Study material section start
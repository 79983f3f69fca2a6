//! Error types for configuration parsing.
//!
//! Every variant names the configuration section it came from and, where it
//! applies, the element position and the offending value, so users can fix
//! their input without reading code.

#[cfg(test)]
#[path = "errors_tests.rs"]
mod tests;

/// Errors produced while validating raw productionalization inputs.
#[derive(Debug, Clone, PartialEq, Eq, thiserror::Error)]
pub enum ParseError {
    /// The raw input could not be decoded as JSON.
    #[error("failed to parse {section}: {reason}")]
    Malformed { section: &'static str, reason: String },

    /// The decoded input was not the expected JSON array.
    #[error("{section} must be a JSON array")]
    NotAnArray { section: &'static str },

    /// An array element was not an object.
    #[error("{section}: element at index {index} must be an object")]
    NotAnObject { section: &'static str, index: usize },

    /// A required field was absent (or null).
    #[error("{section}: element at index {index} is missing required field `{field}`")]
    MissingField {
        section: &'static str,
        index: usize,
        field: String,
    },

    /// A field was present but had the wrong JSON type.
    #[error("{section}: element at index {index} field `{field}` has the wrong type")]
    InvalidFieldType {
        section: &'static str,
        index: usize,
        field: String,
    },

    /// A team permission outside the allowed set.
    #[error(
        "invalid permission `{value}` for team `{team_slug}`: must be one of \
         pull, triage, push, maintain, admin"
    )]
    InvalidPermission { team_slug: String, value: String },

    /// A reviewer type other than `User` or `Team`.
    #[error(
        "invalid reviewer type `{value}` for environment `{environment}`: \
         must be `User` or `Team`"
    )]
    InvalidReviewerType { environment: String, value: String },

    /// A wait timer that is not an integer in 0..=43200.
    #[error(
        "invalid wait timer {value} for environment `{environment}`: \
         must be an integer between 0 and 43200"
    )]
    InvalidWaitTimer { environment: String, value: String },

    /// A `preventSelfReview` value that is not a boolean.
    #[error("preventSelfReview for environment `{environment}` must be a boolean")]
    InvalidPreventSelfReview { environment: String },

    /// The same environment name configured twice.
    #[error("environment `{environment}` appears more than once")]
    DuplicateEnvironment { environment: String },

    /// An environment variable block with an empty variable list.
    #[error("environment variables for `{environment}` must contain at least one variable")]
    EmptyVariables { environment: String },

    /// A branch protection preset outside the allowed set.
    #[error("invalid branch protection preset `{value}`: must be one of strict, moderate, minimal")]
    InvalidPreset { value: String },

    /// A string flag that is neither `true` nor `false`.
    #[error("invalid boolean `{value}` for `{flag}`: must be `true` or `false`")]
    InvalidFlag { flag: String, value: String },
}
Study material section end
What you are asked to do:
All entries above are to be copied exactly, with none left out.

Answer for this exercise:
repository 79983f3f69fca2a6
//! Error types for configuration parsing.
//!
//! Every variant names the configuration section it came from and, where it
//! applies, the element position and the offending value, so users can fix
//! their input without reading code.

#[cfg(test)]
#[path = "errors_tests.rs"]
mod tests;

/// Errors produced while validating raw productionalization inputs.
#[derive(Debug, Clone, PartialEq, Eq, thiserror::Error)]
pub enum ParseError {
    /// The raw input could not be decoded as JSON.
    #[error("failed to parse {section}: {reason}")]
    Malformed { section: &'static str, reason: String },

    /// The decoded input was not the expected JSON array.
    #[error("{section} must be a JSON array")]
    NotAnArray { section: &'static str },

    /// An array element was not an object.
    #[error("{section}: element at index {index} must be an object")]
    NotAnObject { section: &'static str, index: usize },

    /// A required field was absent (or null).
    #[error("{section}: element at index {index} is missing required field `{field}`")]
    MissingField {
        section: &'static str,
        index: usize,
        field: String,
    },

    /// A field was present but had the wrong JSON type.
    #[error("{section}: element at index {index} field `{field}` has the wrong type")]
    InvalidFieldType {
        section: &'static str,
        index: usize,
        field: String,
    },

    /// A team permission outside the allowed set.
    #[error(
        "invalid permission `{value}` for team `{team_slug}`: must be one of \
         pull, triage, push, maintain, admin"
    )]
    InvalidPermission { team_slug: String, value: String },

    /// A reviewer type other than `User` or `Team`.
    #[error(
        "invalid reviewer type `{value}` for environment `{environment}`: \
         must be `User` or `Team`"
    )]
    InvalidReviewerType { environment: String, value: String },

    /// A wait timer that is not an integer in 0..=43200.
    #[error(
        "invalid wait timer {value} for environment `{environment}`: \
         must be an integer between 0 and 43200"
    )]
    InvalidWaitTimer { environment: String, value: String },

    /// A `preventSelfReview` value that is not a boolean.
    #[error("preventSelfReview for environment `{environment}` must be a boolean")]
    InvalidPreventSelfReview { environment: String },

    /// The same environment name configured twice.
    #[error("environment `{environment}` appears more than once")]
    DuplicateEnvironment { environment: String },

    /// An environment variable block with an empty variable list.
    #[error("environment variables for `{environment}` must contain at least one variable")]
    EmptyVariables { environment: String },

    /// A branch protection preset outside the allowed set.
    #[error("invalid branch protection preset `{value}`: must be one of strict, moderate, minimal")]
    InvalidPreset { value: String },

    /// A string flag that is neither `true` nor `false`.
    #[error("invalid boolean `{value}` for `{flag}`: must be `true` or `false`")]
    InvalidFlag { flag: String, value: String },
}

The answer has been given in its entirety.